Collected data

--- --- ---

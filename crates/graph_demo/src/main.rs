//! Headless render-graph demo
//!
//! Assembles a three-stage CPU pipeline (generate, blur, reduce), compiles
//! it, runs a couple of hundred frames and prints the profiler, aliasing and
//! budget reports. No window or GPU is required; the point is to show the
//! graph lifecycle and the resource subsystem end to end.
//!
//! Usage: `graph_demo [config.toml]`

use graph_engine::prelude::*;

const MIB: u64 = 1024 * 1024;

const GENERATE_TYPE: u32 = 100;
const BLUR_TYPE: u32 = 101;
const REDUCE_TYPE: u32 = 102;

/// Writes a procedurally filled buffer each compile and a frame token each
/// execute
struct GenerateNode {
    bytes: u64,
}

impl Node for GenerateNode {
    fn compile(&mut self, ctx: &mut NodeContext) -> NodeResult<()> {
        let seed = ctx.param_u32_or("seed", 7) as u8;
        let data = vec![seed; self.bytes as usize];
        ctx.publish_with(
            0,
            SlotValue::HostBytes(data),
            PublishSpec::device(self.bytes, ResourceLifetime::Transient),
        )?;
        ctx.publish(1, SlotValue::U32(0))?;
        ctx.log().info(format!("generated {} bytes", self.bytes));
        Ok(())
    }

    fn execute(&mut self, ctx: &mut NodeContext) -> NodeResult<()> {
        ctx.publish(1, SlotValue::U32(ctx.frame_number() as u32))?;
        Ok(())
    }
}

/// Box-filters its input into a same-sized output buffer
struct BlurNode;

impl Node for BlurNode {
    fn compile(&mut self, ctx: &mut NodeContext) -> NodeResult<()> {
        let input = ctx.input_host_bytes(0)?;
        let mut output = input.to_vec();
        for i in 1..output.len().saturating_sub(1) {
            output[i] = ((input[i - 1] as u16 + input[i] as u16 + input[i + 1] as u16) / 3) as u8;
        }
        let bytes = output.len() as u64;
        ctx.publish_with(
            0,
            SlotValue::HostBytes(output),
            PublishSpec::device(bytes, ResourceLifetime::Transient),
        )?;
        Ok(())
    }

    fn execute(&mut self, _ctx: &mut NodeContext) -> NodeResult<()> {
        Ok(())
    }
}

/// Folds its input into a checksum published as a control value
struct ReduceNode;

impl Node for ReduceNode {
    fn execute(&mut self, ctx: &mut NodeContext) -> NodeResult<()> {
        let input = ctx.input_host_bytes(0)?;
        let sum: u64 = input.iter().map(|&b| b as u64).sum();
        ctx.publish(0, SlotValue::U64(sum))?;
        Ok(())
    }
}

fn build_registry() -> Result<NodeTypeRegistry, GraphError> {
    let mut registry = NodeTypeRegistry::new();
    registry.register(
        NodeTypeBuilder::new(GENERATE_TYPE, "generate")
            .output(SlotDesc::new("buffer", SlotDataType::HostBytes))
            .output(SlotDesc::new("frame_token", SlotDataType::U32))
            .build(Box::new(|| Box::new(GenerateNode { bytes: 8 * MIB }))),
    )?;
    registry.register(
        NodeTypeBuilder::new(BLUR_TYPE, "blur")
            .input(SlotDesc::new("buffer", SlotDataType::HostBytes).dependency())
            .input(SlotDesc::new("frame_token", SlotDataType::U32).optional())
            .output(SlotDesc::new("buffer", SlotDataType::HostBytes))
            .build(Box::new(|| Box::new(BlurNode))),
    )?;
    registry.register(
        NodeTypeBuilder::new(REDUCE_TYPE, "reduce")
            .input(SlotDesc::new("buffer", SlotDataType::HostBytes))
            .output(SlotDesc::new("checksum", SlotDataType::U64))
            .build(Box::new(|| Box::new(ReduceNode))),
    )?;
    Ok(registry)
}

fn assemble(graph: &mut RenderGraph, registry: &NodeTypeRegistry) -> Result<(), GraphError> {
    let generate = graph.add_node(registry, GENERATE_TYPE, "generate")?;
    let blur = graph.add_node(registry, BLUR_TYPE, "blur")?;
    let reduce = graph.add_node(registry, REDUCE_TYPE, "reduce")?;
    graph.connect(generate, 0, blur, 0)?;
    graph.connect(generate, 1, blur, 1)?;
    graph.connect(blur, 0, reduce, 0)?;
    graph.set_parameter(generate, "seed", ParameterValue::UInt(42));
    Ok(())
}

fn main() -> Result<(), Box<dyn std::error::Error>> {
    graph_engine::foundation::logging::init();

    let config = match std::env::args().nth(1) {
        Some(path) => EngineConfig::from_toml_file(path)?,
        None => EngineConfig::default(),
    };
    let frames = 240u64;

    let registry = build_registry()?;
    let mut graph = RenderGraph::with_config(&config);
    assemble(&mut graph, &registry)?;

    graph.compile()?;
    log::info!("compiled, executing {frames} frames");
    for frame in 0..frames {
        graph.execute(frame)?;
    }

    let last = frames - 1;
    println!("{}", graph.profiler().export_text(last));
    println!(
        "rolling average: {:.1} fps over {} frames",
        graph.profiler().average_fps(),
        graph.profiler().history_len()
    );

    let aliasing = graph.aliasing_stats();
    println!(
        "aliasing: {}/{} attempts succeeded, {} MiB saved ({:.1}% of allocations)",
        aliasing.successes,
        aliasing.attempts,
        aliasing.total_bytes_saved / MIB,
        aliasing.savings_percentage()
    );

    let budget = graph.budget_manager();
    let device = budget.borrow().usage(&BudgetResourceType::DeviceMemory);
    println!(
        "device budget: {} MiB live, {} MiB peak across {} allocations",
        device.current_bytes / MIB,
        device.peak_bytes / MIB,
        device.allocation_count
    );

    if let Some(published) = graph
        .output_key("reduce", 0)
        .and_then(|key| graph.published(key))
    {
        println!("final checksum output: {:?}", published.value);
    }

    let extracted = graph.cleanup();
    println!("extracted {} buffered log entries on teardown", extracted.len());
    Ok(())
}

--- --- ---

§ Exercise description: When a line in the data contains the string "into", copy that line.

§ Result of the exercise:
/// Box-filters its input into a same-sized output buffer
/// Folds its input into a checksum published as a control value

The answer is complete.